_Saved data entries_:
━━━━━━━━━━

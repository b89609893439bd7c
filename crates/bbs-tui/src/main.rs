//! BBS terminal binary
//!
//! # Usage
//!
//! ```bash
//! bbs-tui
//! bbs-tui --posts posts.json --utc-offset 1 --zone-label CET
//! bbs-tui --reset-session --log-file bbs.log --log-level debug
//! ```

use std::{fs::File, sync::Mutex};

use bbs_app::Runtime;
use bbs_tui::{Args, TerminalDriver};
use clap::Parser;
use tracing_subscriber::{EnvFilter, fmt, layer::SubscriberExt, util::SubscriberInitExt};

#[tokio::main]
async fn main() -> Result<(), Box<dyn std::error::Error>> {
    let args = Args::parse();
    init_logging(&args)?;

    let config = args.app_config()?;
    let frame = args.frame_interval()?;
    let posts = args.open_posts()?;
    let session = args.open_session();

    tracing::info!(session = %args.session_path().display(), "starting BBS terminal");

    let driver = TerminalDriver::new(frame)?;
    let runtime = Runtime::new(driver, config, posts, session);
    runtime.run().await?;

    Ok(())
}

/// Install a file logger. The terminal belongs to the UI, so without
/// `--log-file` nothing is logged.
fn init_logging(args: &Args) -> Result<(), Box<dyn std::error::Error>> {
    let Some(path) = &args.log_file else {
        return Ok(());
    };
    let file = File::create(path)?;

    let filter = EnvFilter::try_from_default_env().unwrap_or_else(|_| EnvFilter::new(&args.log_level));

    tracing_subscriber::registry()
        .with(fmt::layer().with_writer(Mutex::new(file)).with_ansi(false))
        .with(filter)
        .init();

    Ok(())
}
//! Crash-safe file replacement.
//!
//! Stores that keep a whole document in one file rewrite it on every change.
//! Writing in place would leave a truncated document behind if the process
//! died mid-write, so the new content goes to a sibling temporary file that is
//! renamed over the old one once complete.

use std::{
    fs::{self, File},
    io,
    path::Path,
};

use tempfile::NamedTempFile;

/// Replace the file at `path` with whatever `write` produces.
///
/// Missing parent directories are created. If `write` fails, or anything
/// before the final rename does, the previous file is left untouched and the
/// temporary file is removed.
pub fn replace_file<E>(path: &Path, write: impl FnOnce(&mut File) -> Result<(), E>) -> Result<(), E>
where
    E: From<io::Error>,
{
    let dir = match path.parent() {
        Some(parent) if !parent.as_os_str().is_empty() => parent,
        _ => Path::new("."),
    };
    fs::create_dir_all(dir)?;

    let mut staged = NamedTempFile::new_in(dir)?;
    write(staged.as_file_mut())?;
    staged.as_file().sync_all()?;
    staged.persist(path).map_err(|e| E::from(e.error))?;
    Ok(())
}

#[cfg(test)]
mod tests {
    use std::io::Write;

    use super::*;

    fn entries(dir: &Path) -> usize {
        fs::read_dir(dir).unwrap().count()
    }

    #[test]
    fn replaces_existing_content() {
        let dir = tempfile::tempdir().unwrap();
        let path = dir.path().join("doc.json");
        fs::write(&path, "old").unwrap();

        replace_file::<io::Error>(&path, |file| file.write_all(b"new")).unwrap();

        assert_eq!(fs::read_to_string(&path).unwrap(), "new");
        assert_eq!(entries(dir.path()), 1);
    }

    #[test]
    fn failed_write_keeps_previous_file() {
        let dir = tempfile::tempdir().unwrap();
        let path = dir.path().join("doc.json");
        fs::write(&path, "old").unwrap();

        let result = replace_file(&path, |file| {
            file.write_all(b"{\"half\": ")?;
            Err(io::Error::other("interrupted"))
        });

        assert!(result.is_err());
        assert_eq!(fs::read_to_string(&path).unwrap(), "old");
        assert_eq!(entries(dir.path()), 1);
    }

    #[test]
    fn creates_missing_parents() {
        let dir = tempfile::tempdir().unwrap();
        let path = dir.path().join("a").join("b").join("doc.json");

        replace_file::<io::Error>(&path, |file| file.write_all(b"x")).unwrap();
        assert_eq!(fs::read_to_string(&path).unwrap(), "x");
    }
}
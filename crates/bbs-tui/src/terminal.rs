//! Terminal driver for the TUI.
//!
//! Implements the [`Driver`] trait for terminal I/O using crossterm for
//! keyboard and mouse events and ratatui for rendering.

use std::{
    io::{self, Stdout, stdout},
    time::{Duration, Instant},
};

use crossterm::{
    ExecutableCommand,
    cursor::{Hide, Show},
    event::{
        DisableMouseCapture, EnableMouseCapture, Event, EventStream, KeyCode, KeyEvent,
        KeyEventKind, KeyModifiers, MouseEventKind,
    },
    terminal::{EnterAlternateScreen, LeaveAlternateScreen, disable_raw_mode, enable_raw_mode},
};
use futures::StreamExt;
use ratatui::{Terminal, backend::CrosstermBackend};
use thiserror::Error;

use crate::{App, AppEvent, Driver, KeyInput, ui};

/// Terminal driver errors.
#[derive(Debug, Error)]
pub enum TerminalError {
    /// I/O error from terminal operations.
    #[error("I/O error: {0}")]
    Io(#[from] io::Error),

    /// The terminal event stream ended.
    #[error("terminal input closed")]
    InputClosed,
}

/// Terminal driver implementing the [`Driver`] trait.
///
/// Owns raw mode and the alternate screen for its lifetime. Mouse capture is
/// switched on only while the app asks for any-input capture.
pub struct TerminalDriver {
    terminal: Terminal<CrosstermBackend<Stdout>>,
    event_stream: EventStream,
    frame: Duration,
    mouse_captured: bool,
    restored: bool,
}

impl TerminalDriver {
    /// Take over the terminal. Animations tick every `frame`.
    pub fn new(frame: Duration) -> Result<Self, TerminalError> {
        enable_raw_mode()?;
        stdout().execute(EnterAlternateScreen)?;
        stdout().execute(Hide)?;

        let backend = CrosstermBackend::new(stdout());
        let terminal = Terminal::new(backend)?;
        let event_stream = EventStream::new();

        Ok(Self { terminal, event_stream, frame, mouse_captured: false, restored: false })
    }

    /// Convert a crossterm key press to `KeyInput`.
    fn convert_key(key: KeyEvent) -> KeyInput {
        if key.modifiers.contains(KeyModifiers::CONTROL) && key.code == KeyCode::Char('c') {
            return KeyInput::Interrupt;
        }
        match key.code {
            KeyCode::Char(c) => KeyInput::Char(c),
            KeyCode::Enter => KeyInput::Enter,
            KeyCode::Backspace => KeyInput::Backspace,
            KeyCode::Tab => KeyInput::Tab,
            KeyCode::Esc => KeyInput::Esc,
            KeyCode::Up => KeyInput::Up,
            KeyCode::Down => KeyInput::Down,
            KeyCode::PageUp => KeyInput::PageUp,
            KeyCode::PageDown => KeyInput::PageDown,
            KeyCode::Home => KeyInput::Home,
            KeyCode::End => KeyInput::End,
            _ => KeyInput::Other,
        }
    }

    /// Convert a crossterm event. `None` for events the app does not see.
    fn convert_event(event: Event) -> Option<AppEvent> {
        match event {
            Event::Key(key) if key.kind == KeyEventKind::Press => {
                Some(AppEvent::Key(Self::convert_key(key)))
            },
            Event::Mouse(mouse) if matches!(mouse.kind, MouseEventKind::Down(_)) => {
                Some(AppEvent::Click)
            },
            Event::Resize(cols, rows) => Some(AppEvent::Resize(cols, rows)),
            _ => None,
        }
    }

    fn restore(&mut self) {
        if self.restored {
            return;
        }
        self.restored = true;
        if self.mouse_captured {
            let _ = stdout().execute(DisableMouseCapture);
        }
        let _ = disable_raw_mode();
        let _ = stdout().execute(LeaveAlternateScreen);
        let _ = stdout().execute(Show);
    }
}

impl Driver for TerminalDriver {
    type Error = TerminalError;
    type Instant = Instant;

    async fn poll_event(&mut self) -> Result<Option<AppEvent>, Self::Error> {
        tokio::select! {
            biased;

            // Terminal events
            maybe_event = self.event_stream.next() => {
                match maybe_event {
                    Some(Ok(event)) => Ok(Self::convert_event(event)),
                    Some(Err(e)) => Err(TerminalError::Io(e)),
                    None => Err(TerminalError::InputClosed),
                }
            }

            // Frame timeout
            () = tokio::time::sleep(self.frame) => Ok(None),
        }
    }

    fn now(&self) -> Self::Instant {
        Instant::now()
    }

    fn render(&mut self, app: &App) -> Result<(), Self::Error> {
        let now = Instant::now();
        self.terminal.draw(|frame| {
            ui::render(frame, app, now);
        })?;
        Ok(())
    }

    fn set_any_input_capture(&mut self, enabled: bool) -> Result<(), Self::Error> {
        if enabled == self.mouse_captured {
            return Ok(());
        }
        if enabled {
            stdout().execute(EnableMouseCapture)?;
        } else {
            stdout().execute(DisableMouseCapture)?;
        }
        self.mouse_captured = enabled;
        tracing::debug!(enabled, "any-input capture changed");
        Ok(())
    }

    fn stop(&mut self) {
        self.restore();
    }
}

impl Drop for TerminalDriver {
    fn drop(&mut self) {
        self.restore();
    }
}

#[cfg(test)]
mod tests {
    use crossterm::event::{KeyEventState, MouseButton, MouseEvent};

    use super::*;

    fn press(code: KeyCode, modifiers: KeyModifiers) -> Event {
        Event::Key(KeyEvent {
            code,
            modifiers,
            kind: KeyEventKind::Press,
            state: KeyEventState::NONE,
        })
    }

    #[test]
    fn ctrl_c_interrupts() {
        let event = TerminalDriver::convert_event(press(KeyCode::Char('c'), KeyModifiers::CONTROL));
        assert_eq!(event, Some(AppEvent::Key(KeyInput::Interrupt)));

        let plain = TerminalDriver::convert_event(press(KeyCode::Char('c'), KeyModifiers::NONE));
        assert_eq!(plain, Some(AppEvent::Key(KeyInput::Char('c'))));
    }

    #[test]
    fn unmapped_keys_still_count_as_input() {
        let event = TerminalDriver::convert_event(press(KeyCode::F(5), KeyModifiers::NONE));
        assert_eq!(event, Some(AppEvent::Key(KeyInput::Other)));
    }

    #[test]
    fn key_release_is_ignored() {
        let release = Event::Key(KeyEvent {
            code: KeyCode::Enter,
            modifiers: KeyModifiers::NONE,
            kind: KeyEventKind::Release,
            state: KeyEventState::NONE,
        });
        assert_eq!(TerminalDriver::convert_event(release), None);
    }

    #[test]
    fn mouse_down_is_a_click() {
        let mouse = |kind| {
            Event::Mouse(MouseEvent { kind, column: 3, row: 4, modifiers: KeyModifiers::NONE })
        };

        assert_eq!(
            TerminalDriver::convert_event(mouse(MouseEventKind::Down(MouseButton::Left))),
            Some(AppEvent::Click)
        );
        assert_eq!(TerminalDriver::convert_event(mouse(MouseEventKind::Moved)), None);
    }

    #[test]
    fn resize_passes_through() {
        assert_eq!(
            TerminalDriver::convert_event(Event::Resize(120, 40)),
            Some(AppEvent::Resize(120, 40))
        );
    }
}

━━━━━━━━━━

_What to produce_:
Give back the records word for word. Start at the first line, end at the line containing "let session = args.open_session();", and include both.

_Reply_:
repository b89609893439bd7c
filename crates/bbs-tui/src/main.rs
//! BBS terminal binary
//!
//! # Usage
//!
//! ```bash
//! bbs-tui
//! bbs-tui --posts posts.json --utc-offset 1 --zone-label CET
//! bbs-tui --reset-session --log-file bbs.log --log-level debug
//! ```

use std::{fs::File, sync::Mutex};

use bbs_app::Runtime;
use bbs_tui::{Args, TerminalDriver};
use clap::Parser;
use tracing_subscriber::{EnvFilter, fmt, layer::SubscriberExt, util::SubscriberInitExt};

#[tokio::main]
async fn main() -> Result<(), Box<dyn std::error::Error>> {
    let args = Args::parse();
    init_logging(&args)?;

    let config = args.app_config()?;
    let frame = args.frame_interval()?;
    let posts = args.open_posts()?;
    let session = args.open_session();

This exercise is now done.